IVOA NEWSLETTER - October 2011 (pdf)

Created: September 30, 2011 - 22:01 UTC

The International Virtual Observatory Alliance (IVOA) was formed in June 2002 with a mission to facilitate the international coordination and collaboration necessary for the development and deployment of the tools, systems and organizational structures necessary to enable the international utilization of astronomical archives as an integrated and interoperating virtual observatory. The IVOA now comprises 19 VO programs from Argentina, Armenia, Australia, Brazil, Canada, China, Europe, France, Germany, Hungary, India, Italy, Japan, Russia, Spain, the United Kingdom, and the United States and inter-governmental organizations (ESA and ESO).
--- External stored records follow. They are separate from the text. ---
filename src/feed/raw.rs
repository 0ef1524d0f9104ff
//! Raw provider payloads
//!
//! Every field is optional and deserialized leniently: a sub-field with the wrong
//! JSON type becomes `None` instead of failing the whole record, so the
//! normalizer can substitute a default for it.

use serde::de::{DeserializeOwned, Deserializer};
use serde::Deserialize;
use serde_json::Value;

/// A single match as reported by one provider, before normalization
#[derive(Debug, Clone, PartialEq)]
pub enum RawPayload {
    ApiFootball(ApiFootballFixture),
}

impl RawPayload {
    /// Parse one entry of an API-Football `response` array.
    ///
    /// Returns `None` only when the entry is not a JSON object; anything
    /// object-shaped is accepted and missing pieces are defaulted later.
    pub fn api_football(value: Value) -> Option<Self> {
        if !value.is_object() {
            return None;
        }
        ApiFootballFixture::deserialize(value)
            .ok()
            .map(RawPayload::ApiFootball)
    }
}

/// Deserialize a field, mapping any type mismatch to `None`.
fn lenient<'de, D, T>(deserializer: D) -> Result<Option<T>, D::Error>
where
    D: Deserializer<'de>,
    T: DeserializeOwned,
{
    let value = Value::deserialize(deserializer)?;
    Ok(T::deserialize(value).ok())
}

/// Provider-native fixture id; some feeds send numbers, some strings
#[derive(Debug, Clone, PartialEq, Eq, Deserialize)]
#[serde(untagged)]
pub enum NativeId {
    Number(u64),
    Text(String),
}

impl NativeId {
    /// String form, or `None` for a blank text id
    pub fn to_id_string(&self) -> Option<String> {
        match self {
            NativeId::Number(n) => Some(n.to_string()),
            NativeId::Text(s) => {
                let trimmed = s.trim();
                (!trimmed.is_empty()).then(|| trimmed.to_string())
            }
        }
    }
}

#[derive(Debug, Clone, Default, PartialEq, Deserialize)]
pub struct ApiFootballFixture {
    #[serde(default, deserialize_with = "lenient")]
    pub fixture: Option<FixtureInfo>,
    #[serde(default, deserialize_with = "lenient")]
    pub league: Option<LeagueInfo>,
    #[serde(default, deserialize_with = "lenient")]
    pub teams: Option<Teams>,
    #[serde(default, deserialize_with = "lenient")]
    pub goals: Option<Goals>,
    /// Decimal 1X2 odds, when the feed bundles them
    #[serde(default, deserialize_with = "lenient")]
    pub odds: Option<RawOdds>,
    #[serde(default, deserialize_with = "lenient")]
    pub sport: Option<String>,
}

#[derive(Debug, Clone, Default, PartialEq, Deserialize)]
pub struct FixtureInfo {
    #[serde(default, deserialize_with = "lenient")]
    pub id: Option<NativeId>,
    #[serde(default, deserialize_with = "lenient")]
    pub status: Option<FixtureStatus>,
}

#[derive(Debug, Clone, Default, PartialEq, Deserialize)]
pub struct FixtureStatus {
    #[serde(default, deserialize_with = "lenient")]
    pub short: Option<String>,
    #[serde(default, deserialize_with = "lenient")]
    pub elapsed: Option<u32>,
}

#[derive(Debug, Clone, Default, PartialEq, Deserialize)]
pub struct LeagueInfo {
    #[serde(default, deserialize_with = "lenient")]
    pub id: Option<u64>,
    #[serde(default, deserialize_with = "lenient")]
    pub name: Option<String>,
}

#[derive(Debug, Clone, Default, PartialEq, Deserialize)]
pub struct Teams {
    #[serde(default, deserialize_with = "lenient")]
    pub home: Option<TeamInfo>,
    #[serde(default, deserialize_with = "lenient")]
    pub away: Option<TeamInfo>,
}

#[derive(Debug, Clone, Default, PartialEq, Deserialize)]
pub struct TeamInfo {
    #[serde(default, deserialize_with = "lenient")]
    pub name: Option<String>,
}

#[derive(Debug, Clone, Default, PartialEq, Deserialize)]
pub struct Goals {
    #[serde(default, deserialize_with = "lenient")]
    pub home: Option<u32>,
    #[serde(default, deserialize_with = "lenient")]
    pub away: Option<u32>,
}

#[derive(Debug, Clone, Default, PartialEq, Deserialize)]
pub struct RawOdds {
    #[serde(default, deserialize_with = "lenient")]
    pub home: Option<f64>,
    #[serde(default, deserialize_with = "lenient")]
    pub away: Option<f64>,
    #[serde(default, deserialize_with = "lenient")]
    pub draw: Option<f64>,
}
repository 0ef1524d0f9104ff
//! Output formatting for CLI commands.
//!
//! Supports two modes: human-readable tables (default) and JSON (--json).

use crate::domain::CanonicalEvent;
use crate::feed::{AggregationReport, SourceReport, SourceStatus};
use serde::Serialize;
use tabled::{Table, Tabled};

/// Output mode for command results.
#[derive(Debug, Clone, Copy, PartialEq, Eq)]
pub enum OutputMode {
    Table,
    Json,
}

impl OutputMode {
    pub fn from_json_flag(json: bool) -> Self {
        if json {
            OutputMode::Json
        } else {
            OutputMode::Table
        }
    }
}

#[derive(Debug, Serialize, Tabled)]
pub struct EventRow {
    pub league: String,
    pub matchup: String,
    pub score: String,
    pub clock: String,
    pub odds: String,
    pub source: String,
}

impl From<&CanonicalEvent> for EventRow {
    fn from(event: &CanonicalEvent) -> Self {
        let marker = if event.odds_synthesized { "*" } else { "" };
        Self {
            league: event.league.clone(),
            matchup: event.matchup(),
            score: format!("{}-{}", event.score.home, event.score.away),
            clock: event.clock.clone(),
            odds: format!(
                "{:.2} / {:.2} / {:.2}{marker}",
                event.odds.home, event.odds.draw, event.odds.away
            ),
            source: event.source.clone(),
        }
    }
}

#[derive(Debug, Serialize, Tabled)]
pub struct SourceRow {
    pub source: String,
    pub status: String,
    pub elapsed_ms: u64,
}

impl From<&SourceReport> for SourceRow {
    fn from(report: &SourceReport) -> Self {
        let status = match &report.status {
            SourceStatus::Fetched(n) => format!("ok ({n} events)"),
            SourceStatus::Failed(reason) => format!("failed: {reason}"),
        };
        Self {
            source: report.source.clone(),
            status,
            elapsed_ms: report.elapsed_ms,
        }
    }
}

/// Render events in the chosen mode. JSON keeps the full canonical shape.
pub fn render_events(events: &[CanonicalEvent], mode: OutputMode) -> anyhow::Result<String> {
    match mode {
        OutputMode::Table => {
            if events.is_empty() {
                return Ok("(no live matches)".to_string());
            }
            let rows: Vec<EventRow> = events.iter().map(EventRow::from).collect();
            Ok(format!("{}\n* placeholder odds", Table::new(rows)))
        }
        OutputMode::Json => Ok(serde_json::to_string_pretty(events)?),
    }
}

pub fn render_sources(reports: &[SourceReport], mode: OutputMode) -> anyhow::Result<String> {
    match mode {
        OutputMode::Table => {
            let rows: Vec<SourceRow> = reports.iter().map(SourceRow::from).collect();
            Ok(Table::new(rows).to_string())
        }
        OutputMode::Json => Ok(serde_json::to_string_pretty(reports)?),
    }
}

#[derive(Serialize)]
struct LiveSnapshot<'a> {
    events: &'a [CanonicalEvent],
    sources: &'a [SourceReport],
    duplicates_dropped: usize,
}

/// Complete output of one `live` pass.
///
/// JSON mode always yields a single document: the event array, or an object carrying
/// the events and the source report together.
pub fn render_live(
    events: &[CanonicalEvent],
    report: Option<&AggregationReport>,
    mode: OutputMode,
) -> anyhow::Result<String> {
    match (mode, report) {
        (_, None) => render_events(events, mode),
        (OutputMode::Json, Some(report)) => Ok(serde_json::to_string_pretty(&LiveSnapshot {
            events,
            sources: &report.sources,
            duplicates_dropped: report.duplicates_dropped,
        })?),
        (OutputMode::Table, Some(report)) => Ok(format!(
            "{}\n{}\nduplicates dropped: {}",
            render_events(events, mode)?,
            render_sources(&report.sources, mode)?,
            report.duplicates_dropped
        )),
    }
}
Membership is open to other national and international programs according to the IVOA Guidelines for Participation. You can read more about the IVOA and what we do at http://www.ivoa.net/pub/info/.

What is the VO?

The Virtual Observatory (VO) aims to provide a research environment that will open up new possibilities for scientific research based on data discovery, efficient data access, and interoperability. The vision is of global astronomy archives connected via the VO to form a multiwavelength digital sky that can be searched, visualized, and analyzed in new and innovative ways. VO projects worldwide working toward this vision are already providing science capabilities with new tools and services. This newsletter, aimed at astronomers, highlights VO tools and technologies for doing astronomy research, recent papers, and upcoming events.


IVOA news

IVOA Recommendations Available from arXiv & ADS

All the core IVOA documents are now available from arXiv and are listed in ADS. This currently includes all IVOA Recommendations as well as the IVOA Architecture paper. This gives the documents greater exposure and provides a simple, standard way for people to cite these important publications in the mainstream literature. All IVOA recommendations currently in ADS can be found here. We plan to update the list in the near future and incorporate all these papers in the main astronomy database.
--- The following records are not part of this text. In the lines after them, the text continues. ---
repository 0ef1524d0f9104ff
use crate::domain::CanonicalEvent;
use crate::error::FeedError;
use async_trait::async_trait;

/// Result of a single upstream call.
///
/// Keeps "no events because the call failed" apart from "no events because the
/// provider had none". Callers that only want events use [`FetchOutcome::into_events`].
#[derive(Debug)]
pub enum FetchOutcome {
    Fetched(Vec<CanonicalEvent>),
    Failed(FeedError),
}

impl FetchOutcome {
    pub fn is_failed(&self) -> bool {
        matches!(self, FetchOutcome::Failed(_))
    }

    pub fn event_count(&self) -> usize {
        match self {
            FetchOutcome::Fetched(events) => events.len(),
            FetchOutcome::Failed(_) => 0,
        }
    }

    /// Events on success, empty on failure
    pub fn into_events(self) -> Vec<CanonicalEvent> {
        match self {
            FetchOutcome::Fetched(events) => events,
            FetchOutcome::Failed(_) => Vec::new(),
        }
    }
}

/// One upstream provider query.
///
/// Implementations issue exactly one request per `fetch`, enforce their own
/// timeout, and absorb every failure into [`FetchOutcome::Failed`]. They hold no
/// mutable state between calls.
#[cfg_attr(test, mockall::automock)]
#[async_trait]
pub trait UpstreamClient: Send + Sync {
    /// Provenance tag stamped on every event this client produces
    fn source(&self) -> &str;

    async fn fetch(&self) -> FetchOutcome;
}
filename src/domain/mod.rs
pub mod event;

pub use event::*;
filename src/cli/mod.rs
//! kickfeed CLI
//!
//! Commands:
//! - `kickfeed live` - One aggregation pass, printed as a table or JSON
//! - `kickfeed watch` - Poll the aggregator on a fixed interval until Ctrl-C
//! - `kickfeed sources` - Show configured upstream sources in priority order

pub mod output;
pub mod watch;

use clap::{Parser, Subcommand};

/// Live football event aggregator
#[derive(Parser, Debug)]
#[command(name = "kickfeed")]
#[command(author, version, about = "Aggregate live football matches across upstream providers")]
pub struct Cli {
    #[command(subcommand)]
    pub command: Commands,

    /// Config directory (default.toml, {KICKFEED_ENV}.toml)
    #[arg(short, long, global = true, default_value = "config")]
    pub config: String,
}

#[derive(Subcommand, Debug, Clone)]
pub enum Commands {
    /// Fetch live matches once
    Live {
        /// Print JSON instead of a table
        #[arg(long)]
        json: bool,
        /// Also print per-source diagnostics
        #[arg(long)]
        report: bool,
    },
    /// Fetch live matches repeatedly until interrupted
    Watch {
        /// Seconds between aggregation passes
        #[arg(short, long, default_value = "30")]
        interval_secs: u64,
        /// Print JSON instead of a table
        #[arg(long)]
        json: bool,
    },
    /// List configured sources in priority order
    Sources,
}
use crate::domain::CanonicalEvent;
use std::collections::HashSet;
use tracing::debug;

/// Drop every event whose team pairing was already seen.
///
/// First occurrence wins and nothing is merged from later duplicates, so the
/// input order decides which provider's record survives.
pub fn dedupe(events: Vec<CanonicalEvent>) -> Vec<CanonicalEvent> {
    let mut seen = HashSet::with_capacity(events.len());
    events
        .into_iter()
        .filter(|event| {
            let fresh = seen.insert(event.dedup_key());
            if !fresh {
                debug!(
                    id = %event.id,
                    source = %event.source,
                    matchup = %event.matchup(),
                    "dropping duplicate event"
                );
            }
            fresh
        })
        .collect()
}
VO applications highlights

US VAO’s Iris SED Analysis Tool

Iris is a new desktop tool for construction and analysis of spectral energy distributions (SEDs). Iris enables the construction of an SED from multiple spectral and photometric data segments across a wide spectral range. It also allows the user to fit the resulting SED with empirical and/or theoretical models. SED data may be uploaded into the application from VOTable and FITS format files, or imported directly from the NASA Extragalactic Database (NED). Iris also includes the capability to convert from other formats to a FITS or VOTable. Iris also writes the resulting SEDs, and their fits, to external data files.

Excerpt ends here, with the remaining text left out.